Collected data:
------

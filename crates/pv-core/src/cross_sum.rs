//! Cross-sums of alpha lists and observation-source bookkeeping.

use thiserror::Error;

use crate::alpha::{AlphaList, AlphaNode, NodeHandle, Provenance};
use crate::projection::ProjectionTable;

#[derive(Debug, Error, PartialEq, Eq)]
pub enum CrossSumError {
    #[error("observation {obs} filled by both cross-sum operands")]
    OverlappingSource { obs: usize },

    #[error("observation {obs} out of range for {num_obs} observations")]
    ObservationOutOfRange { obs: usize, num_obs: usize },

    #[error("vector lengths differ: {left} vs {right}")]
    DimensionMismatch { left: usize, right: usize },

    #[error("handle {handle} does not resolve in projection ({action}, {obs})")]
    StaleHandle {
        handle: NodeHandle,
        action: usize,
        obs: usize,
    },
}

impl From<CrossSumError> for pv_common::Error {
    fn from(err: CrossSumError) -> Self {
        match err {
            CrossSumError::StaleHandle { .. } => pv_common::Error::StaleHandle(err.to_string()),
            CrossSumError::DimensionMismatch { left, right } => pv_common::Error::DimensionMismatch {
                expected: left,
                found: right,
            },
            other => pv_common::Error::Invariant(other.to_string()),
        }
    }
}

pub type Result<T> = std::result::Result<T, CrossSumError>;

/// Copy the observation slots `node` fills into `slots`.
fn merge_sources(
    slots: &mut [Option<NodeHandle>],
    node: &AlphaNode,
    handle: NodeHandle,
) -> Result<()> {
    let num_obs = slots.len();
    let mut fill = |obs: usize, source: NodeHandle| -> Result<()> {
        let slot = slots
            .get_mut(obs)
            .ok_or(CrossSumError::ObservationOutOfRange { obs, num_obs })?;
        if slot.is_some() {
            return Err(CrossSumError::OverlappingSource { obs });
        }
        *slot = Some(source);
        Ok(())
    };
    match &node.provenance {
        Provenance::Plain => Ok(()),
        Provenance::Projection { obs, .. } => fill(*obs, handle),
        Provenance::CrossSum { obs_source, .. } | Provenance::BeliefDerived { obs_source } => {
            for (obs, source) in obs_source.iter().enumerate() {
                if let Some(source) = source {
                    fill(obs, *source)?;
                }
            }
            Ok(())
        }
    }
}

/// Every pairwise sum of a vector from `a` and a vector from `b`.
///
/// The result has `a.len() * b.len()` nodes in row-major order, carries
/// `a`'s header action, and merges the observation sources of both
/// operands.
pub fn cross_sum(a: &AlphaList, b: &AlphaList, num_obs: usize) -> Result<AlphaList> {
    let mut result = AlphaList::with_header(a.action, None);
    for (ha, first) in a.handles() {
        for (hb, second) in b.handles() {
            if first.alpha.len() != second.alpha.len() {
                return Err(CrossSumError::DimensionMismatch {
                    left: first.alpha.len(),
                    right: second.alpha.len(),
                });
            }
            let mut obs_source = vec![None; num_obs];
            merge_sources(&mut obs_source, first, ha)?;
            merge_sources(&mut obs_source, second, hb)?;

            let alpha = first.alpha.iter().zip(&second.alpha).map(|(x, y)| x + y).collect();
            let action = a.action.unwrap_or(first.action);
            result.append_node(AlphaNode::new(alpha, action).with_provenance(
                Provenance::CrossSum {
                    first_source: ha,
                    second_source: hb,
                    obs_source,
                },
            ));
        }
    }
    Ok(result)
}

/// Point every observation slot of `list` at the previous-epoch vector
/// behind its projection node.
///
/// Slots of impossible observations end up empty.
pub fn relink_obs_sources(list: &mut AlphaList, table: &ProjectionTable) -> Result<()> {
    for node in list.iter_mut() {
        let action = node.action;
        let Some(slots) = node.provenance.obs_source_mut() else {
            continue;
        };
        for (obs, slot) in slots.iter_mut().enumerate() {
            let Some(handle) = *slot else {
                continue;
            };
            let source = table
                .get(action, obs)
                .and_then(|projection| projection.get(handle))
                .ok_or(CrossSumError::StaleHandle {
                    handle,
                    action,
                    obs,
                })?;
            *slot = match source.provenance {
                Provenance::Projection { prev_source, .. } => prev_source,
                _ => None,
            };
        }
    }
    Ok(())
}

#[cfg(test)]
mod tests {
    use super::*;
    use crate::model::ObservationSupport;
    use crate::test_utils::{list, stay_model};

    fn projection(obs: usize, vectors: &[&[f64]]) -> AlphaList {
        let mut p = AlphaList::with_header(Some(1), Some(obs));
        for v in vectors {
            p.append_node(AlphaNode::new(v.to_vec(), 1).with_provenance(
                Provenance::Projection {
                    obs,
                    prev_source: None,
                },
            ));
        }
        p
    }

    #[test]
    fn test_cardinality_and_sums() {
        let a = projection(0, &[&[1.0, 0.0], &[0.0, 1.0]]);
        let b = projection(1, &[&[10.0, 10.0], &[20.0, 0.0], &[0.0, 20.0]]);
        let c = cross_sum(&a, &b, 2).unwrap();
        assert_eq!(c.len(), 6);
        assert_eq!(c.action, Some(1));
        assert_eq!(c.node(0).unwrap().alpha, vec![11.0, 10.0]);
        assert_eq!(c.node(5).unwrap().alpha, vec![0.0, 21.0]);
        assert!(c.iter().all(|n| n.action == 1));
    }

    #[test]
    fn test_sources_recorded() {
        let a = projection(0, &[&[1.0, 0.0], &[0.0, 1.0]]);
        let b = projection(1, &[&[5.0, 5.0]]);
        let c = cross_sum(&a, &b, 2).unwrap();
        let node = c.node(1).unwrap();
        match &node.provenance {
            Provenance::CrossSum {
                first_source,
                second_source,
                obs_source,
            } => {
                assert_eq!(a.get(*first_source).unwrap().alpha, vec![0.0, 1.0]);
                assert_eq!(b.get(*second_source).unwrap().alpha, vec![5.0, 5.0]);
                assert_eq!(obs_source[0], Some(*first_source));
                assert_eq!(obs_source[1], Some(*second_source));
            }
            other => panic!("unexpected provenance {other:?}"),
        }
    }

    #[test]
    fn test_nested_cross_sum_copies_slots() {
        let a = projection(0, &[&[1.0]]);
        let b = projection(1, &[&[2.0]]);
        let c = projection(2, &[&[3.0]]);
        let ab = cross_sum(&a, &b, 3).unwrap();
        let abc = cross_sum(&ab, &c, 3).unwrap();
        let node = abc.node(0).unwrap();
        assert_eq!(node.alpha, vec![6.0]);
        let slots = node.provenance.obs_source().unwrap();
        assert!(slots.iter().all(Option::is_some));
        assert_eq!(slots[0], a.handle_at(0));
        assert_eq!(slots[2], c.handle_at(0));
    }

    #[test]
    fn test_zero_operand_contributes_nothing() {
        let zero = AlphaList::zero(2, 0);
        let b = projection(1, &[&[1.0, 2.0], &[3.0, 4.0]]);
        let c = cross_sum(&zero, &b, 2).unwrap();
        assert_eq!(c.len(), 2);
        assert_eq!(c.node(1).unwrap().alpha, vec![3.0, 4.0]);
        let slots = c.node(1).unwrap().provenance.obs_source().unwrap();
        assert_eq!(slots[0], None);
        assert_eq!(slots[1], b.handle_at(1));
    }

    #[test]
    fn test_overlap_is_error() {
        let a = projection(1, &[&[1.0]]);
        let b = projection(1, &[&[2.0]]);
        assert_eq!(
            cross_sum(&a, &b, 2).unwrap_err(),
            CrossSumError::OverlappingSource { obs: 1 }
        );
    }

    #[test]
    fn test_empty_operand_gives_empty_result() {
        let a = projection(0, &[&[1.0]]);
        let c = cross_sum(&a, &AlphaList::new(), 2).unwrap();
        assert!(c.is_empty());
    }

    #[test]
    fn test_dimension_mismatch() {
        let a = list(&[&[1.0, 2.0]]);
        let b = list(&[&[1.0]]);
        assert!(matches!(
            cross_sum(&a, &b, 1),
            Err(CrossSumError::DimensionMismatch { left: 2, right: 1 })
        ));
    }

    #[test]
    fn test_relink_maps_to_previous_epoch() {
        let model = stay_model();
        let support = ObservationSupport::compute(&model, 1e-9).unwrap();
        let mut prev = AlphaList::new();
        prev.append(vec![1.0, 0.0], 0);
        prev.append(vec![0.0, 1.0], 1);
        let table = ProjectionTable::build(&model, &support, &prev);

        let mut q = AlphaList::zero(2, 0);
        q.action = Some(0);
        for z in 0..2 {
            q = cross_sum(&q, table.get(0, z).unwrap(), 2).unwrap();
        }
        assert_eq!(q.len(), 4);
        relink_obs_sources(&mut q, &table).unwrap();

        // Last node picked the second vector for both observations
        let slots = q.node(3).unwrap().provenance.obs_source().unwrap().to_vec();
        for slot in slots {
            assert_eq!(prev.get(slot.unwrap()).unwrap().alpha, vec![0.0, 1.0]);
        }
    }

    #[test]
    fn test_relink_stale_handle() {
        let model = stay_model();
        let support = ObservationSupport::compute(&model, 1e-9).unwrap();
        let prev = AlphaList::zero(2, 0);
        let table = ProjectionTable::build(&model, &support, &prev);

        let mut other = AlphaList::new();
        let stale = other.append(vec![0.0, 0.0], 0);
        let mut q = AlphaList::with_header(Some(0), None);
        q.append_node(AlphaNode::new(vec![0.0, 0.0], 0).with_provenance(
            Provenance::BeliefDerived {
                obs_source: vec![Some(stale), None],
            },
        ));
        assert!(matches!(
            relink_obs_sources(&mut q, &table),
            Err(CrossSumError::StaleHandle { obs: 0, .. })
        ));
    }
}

------

AIM OF THE EXERCISE. What are the lines, exactly as written above, from the line with "let abc = cross_sum(&ab, &c, 3).unwrap();" to the line with "prev.append(vec![1.0, 0.0], 0);", both included? Output only those.

RESULT.
        let abc = cross_sum(&ab, &c, 3).unwrap();
        let node = abc.node(0).unwrap();
        assert_eq!(node.alpha, vec![6.0]);
        let slots = node.provenance.obs_source().unwrap();
        assert!(slots.iter().all(Option::is_some));
        assert_eq!(slots[0], a.handle_at(0));
        assert_eq!(slots[2], c.handle_at(0));
    }

    #[test]
    fn test_zero_operand_contributes_nothing() {
        let zero = AlphaList::zero(2, 0);
        let b = projection(1, &[&[1.0, 2.0], &[3.0, 4.0]]);
        let c = cross_sum(&zero, &b, 2).unwrap();
        assert_eq!(c.len(), 2);
        assert_eq!(c.node(1).unwrap().alpha, vec![3.0, 4.0]);
        let slots = c.node(1).unwrap().provenance.obs_source().unwrap();
        assert_eq!(slots[0], None);
        assert_eq!(slots[1], b.handle_at(1));
    }

    #[test]
    fn test_overlap_is_error() {
        let a = projection(1, &[&[1.0]]);
        let b = projection(1, &[&[2.0]]);
        assert_eq!(
            cross_sum(&a, &b, 2).unwrap_err(),
            CrossSumError::OverlappingSource { obs: 1 }
        );
    }

    #[test]
    fn test_empty_operand_gives_empty_result() {
        let a = projection(0, &[&[1.0]]);
        let c = cross_sum(&a, &AlphaList::new(), 2).unwrap();
        assert!(c.is_empty());
    }

    #[test]
    fn test_dimension_mismatch() {
        let a = list(&[&[1.0, 2.0]]);
        let b = list(&[&[1.0]]);
        assert!(matches!(
            cross_sum(&a, &b, 1),
            Err(CrossSumError::DimensionMismatch { left: 2, right: 1 })
        ));
    }

    #[test]
    fn test_relink_maps_to_previous_epoch() {
        let model = stay_model();
        let support = ObservationSupport::compute(&model, 1e-9).unwrap();
        let mut prev = AlphaList::new();
        prev.append(vec![1.0, 0.0], 0);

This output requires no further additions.